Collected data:
********************

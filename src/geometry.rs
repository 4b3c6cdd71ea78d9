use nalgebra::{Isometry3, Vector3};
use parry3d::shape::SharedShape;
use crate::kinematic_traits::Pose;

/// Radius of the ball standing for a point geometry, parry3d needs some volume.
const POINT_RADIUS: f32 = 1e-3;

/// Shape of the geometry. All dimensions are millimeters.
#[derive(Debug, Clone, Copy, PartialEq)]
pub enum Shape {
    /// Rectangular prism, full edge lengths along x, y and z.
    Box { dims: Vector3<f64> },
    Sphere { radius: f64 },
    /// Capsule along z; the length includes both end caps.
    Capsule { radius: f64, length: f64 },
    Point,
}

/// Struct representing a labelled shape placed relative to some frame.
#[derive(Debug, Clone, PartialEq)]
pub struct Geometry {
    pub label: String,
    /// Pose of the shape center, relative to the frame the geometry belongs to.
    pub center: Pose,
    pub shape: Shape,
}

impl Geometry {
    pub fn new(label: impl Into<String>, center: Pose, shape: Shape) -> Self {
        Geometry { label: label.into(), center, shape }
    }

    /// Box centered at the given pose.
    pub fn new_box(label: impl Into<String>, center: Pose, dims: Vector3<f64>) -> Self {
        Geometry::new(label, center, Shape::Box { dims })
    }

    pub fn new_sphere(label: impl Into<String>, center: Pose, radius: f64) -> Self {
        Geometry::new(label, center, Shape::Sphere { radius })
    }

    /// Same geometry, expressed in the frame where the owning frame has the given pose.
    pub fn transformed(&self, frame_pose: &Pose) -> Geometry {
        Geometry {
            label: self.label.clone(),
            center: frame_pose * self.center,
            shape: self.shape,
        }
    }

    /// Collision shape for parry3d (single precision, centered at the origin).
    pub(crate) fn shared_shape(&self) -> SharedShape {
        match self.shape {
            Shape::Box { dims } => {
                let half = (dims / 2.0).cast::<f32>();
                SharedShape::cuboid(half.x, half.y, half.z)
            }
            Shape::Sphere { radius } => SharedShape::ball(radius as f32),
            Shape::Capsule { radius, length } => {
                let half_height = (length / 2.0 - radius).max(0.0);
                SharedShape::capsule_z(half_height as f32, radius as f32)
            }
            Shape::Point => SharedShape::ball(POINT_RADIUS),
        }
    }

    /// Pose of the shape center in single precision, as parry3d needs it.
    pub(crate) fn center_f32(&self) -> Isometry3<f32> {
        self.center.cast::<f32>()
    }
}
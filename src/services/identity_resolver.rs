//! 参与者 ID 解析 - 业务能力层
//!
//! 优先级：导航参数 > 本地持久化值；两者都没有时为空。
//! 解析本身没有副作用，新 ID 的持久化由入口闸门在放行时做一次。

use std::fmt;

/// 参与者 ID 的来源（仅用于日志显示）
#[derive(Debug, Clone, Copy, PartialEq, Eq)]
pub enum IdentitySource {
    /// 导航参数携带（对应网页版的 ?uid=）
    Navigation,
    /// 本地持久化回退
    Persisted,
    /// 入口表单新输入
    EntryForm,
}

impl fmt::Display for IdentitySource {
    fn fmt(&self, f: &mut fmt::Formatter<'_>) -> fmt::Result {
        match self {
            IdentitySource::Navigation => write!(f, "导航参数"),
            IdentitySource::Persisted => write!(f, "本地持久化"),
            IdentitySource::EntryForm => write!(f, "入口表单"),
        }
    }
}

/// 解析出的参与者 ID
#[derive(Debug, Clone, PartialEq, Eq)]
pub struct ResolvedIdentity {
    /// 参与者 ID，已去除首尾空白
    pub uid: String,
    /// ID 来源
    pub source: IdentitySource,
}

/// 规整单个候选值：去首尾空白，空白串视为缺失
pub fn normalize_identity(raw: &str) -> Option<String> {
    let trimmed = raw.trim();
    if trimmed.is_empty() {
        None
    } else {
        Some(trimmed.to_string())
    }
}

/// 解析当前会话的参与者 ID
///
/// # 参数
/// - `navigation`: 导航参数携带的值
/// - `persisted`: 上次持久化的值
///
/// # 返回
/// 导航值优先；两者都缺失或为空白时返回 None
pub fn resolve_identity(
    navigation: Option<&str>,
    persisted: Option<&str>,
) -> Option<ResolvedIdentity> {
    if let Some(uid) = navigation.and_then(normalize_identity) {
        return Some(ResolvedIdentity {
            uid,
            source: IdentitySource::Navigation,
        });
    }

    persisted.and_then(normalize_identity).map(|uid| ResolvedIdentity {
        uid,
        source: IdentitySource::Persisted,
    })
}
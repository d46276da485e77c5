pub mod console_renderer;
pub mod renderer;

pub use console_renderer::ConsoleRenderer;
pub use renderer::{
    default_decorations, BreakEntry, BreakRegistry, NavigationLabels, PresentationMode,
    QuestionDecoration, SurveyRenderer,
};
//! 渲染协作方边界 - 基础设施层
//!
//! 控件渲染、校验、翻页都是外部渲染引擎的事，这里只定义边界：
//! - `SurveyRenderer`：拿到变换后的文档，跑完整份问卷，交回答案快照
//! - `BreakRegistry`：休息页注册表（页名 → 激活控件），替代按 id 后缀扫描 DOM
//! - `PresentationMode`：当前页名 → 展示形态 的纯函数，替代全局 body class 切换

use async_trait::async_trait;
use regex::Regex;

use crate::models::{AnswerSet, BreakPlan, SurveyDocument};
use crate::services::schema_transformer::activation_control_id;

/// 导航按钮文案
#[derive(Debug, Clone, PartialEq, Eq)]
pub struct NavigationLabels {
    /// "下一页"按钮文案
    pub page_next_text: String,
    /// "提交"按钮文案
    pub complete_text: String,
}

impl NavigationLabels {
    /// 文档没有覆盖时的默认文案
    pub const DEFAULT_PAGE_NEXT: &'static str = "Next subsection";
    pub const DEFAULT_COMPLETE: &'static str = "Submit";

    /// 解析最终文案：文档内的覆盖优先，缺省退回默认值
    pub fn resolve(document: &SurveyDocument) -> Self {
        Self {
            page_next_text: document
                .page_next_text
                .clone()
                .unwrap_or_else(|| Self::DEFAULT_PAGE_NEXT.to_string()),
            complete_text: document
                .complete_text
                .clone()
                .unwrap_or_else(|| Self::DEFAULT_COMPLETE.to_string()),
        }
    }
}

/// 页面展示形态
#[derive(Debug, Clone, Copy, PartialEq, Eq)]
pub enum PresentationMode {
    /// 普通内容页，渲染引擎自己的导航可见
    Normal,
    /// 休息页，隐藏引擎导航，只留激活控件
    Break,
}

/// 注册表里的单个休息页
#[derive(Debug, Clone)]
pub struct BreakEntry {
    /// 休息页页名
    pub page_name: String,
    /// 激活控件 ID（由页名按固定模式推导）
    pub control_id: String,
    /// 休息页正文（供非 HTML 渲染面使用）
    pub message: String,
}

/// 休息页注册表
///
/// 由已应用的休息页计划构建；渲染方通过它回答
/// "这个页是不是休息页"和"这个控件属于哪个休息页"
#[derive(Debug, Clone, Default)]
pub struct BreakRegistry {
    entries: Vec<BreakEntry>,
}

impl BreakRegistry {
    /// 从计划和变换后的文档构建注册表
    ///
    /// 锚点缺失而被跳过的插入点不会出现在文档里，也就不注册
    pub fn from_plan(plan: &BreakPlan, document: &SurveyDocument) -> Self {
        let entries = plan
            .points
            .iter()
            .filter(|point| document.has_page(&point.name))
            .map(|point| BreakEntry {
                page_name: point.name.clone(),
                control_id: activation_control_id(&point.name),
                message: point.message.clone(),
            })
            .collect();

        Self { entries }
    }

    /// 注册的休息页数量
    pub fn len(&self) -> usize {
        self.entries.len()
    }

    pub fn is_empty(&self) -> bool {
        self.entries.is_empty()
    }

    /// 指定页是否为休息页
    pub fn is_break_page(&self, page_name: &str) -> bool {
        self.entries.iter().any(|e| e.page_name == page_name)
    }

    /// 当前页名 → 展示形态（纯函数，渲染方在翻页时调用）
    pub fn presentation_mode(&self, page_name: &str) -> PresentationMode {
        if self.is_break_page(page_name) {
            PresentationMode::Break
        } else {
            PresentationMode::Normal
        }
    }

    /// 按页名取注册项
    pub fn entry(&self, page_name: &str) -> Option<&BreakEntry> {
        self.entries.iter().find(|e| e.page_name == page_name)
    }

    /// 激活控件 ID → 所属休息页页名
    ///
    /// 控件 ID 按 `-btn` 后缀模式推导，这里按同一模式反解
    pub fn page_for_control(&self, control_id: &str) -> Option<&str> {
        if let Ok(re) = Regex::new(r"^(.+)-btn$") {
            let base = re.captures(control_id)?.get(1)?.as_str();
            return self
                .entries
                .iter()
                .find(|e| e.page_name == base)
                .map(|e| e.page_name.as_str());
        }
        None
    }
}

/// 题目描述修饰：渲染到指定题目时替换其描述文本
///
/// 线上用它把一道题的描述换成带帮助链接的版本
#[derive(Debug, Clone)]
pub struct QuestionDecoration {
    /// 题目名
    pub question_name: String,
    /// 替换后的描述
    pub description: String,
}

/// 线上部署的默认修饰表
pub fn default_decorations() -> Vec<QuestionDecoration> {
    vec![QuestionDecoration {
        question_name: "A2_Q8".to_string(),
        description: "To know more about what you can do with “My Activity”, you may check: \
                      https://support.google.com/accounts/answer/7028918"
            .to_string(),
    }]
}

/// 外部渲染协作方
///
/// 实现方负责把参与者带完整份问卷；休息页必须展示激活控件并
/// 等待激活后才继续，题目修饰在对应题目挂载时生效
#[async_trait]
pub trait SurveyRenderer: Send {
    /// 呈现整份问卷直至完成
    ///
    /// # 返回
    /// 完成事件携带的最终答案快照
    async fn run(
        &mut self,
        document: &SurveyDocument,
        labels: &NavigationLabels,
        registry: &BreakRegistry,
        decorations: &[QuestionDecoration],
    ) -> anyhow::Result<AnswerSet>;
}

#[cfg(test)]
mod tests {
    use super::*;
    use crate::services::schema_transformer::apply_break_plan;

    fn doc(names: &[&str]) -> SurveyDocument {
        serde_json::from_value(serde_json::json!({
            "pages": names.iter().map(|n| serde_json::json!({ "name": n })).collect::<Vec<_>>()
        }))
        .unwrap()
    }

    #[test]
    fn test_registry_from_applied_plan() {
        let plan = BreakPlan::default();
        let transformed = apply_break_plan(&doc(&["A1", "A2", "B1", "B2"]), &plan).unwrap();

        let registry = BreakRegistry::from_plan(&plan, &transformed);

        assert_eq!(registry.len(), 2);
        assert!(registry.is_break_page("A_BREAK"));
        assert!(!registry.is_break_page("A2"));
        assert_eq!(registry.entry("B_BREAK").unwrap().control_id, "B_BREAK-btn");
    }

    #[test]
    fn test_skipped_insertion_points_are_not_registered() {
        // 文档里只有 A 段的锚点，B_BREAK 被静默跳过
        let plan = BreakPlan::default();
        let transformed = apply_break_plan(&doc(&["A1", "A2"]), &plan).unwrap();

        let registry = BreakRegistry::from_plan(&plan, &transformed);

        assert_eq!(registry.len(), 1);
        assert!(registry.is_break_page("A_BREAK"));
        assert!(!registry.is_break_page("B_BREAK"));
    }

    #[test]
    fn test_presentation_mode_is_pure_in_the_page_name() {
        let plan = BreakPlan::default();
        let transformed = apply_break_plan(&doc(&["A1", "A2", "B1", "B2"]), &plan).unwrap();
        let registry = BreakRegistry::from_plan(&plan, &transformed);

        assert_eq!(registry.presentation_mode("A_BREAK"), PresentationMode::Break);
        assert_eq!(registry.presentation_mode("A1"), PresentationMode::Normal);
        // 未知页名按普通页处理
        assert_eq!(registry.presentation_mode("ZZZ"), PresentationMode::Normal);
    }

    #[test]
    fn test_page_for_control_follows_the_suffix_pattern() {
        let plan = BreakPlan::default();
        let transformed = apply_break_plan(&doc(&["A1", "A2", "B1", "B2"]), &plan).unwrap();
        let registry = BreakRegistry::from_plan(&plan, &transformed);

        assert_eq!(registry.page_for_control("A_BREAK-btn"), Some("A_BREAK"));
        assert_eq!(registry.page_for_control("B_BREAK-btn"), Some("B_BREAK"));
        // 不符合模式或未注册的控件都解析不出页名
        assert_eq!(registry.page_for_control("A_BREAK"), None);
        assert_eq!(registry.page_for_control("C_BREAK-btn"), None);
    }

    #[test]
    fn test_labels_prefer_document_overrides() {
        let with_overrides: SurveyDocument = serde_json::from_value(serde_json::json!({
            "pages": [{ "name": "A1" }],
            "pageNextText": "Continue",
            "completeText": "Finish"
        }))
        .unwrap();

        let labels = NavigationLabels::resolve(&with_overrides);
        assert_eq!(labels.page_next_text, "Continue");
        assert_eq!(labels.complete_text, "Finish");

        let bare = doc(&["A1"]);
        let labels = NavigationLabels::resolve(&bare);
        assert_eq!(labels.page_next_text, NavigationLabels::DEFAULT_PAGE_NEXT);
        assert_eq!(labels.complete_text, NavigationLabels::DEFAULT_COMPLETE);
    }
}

********************

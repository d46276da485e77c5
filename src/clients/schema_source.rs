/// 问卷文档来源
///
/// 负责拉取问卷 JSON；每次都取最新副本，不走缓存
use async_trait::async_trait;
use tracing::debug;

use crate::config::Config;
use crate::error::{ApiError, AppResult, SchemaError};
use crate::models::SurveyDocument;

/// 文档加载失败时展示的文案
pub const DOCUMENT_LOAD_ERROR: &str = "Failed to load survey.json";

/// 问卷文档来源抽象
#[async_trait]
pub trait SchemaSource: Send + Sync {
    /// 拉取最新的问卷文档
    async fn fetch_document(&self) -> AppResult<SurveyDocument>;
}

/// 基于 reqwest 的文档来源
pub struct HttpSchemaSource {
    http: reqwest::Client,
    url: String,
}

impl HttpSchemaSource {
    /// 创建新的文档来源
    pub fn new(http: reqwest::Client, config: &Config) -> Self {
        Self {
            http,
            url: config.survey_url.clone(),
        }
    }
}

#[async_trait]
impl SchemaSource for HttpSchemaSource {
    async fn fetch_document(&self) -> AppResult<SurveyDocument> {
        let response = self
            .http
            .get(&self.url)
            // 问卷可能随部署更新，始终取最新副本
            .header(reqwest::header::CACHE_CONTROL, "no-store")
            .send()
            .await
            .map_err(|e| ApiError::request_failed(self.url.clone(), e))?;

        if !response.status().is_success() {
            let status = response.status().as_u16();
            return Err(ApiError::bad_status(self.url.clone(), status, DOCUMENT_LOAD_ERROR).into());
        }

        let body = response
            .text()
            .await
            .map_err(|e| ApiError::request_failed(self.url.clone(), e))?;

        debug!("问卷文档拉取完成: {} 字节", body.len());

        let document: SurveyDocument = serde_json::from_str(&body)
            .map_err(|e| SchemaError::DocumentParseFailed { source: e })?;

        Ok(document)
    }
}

********************

**YOUR GOAL**. In the entries above, some lines hold the string "bool". Copy each of them.

**EXPECTED ANSWER**.
    pub fn is_empty(&self) -> bool {
    pub fn is_break_page(&self, page_name: &str) -> bool {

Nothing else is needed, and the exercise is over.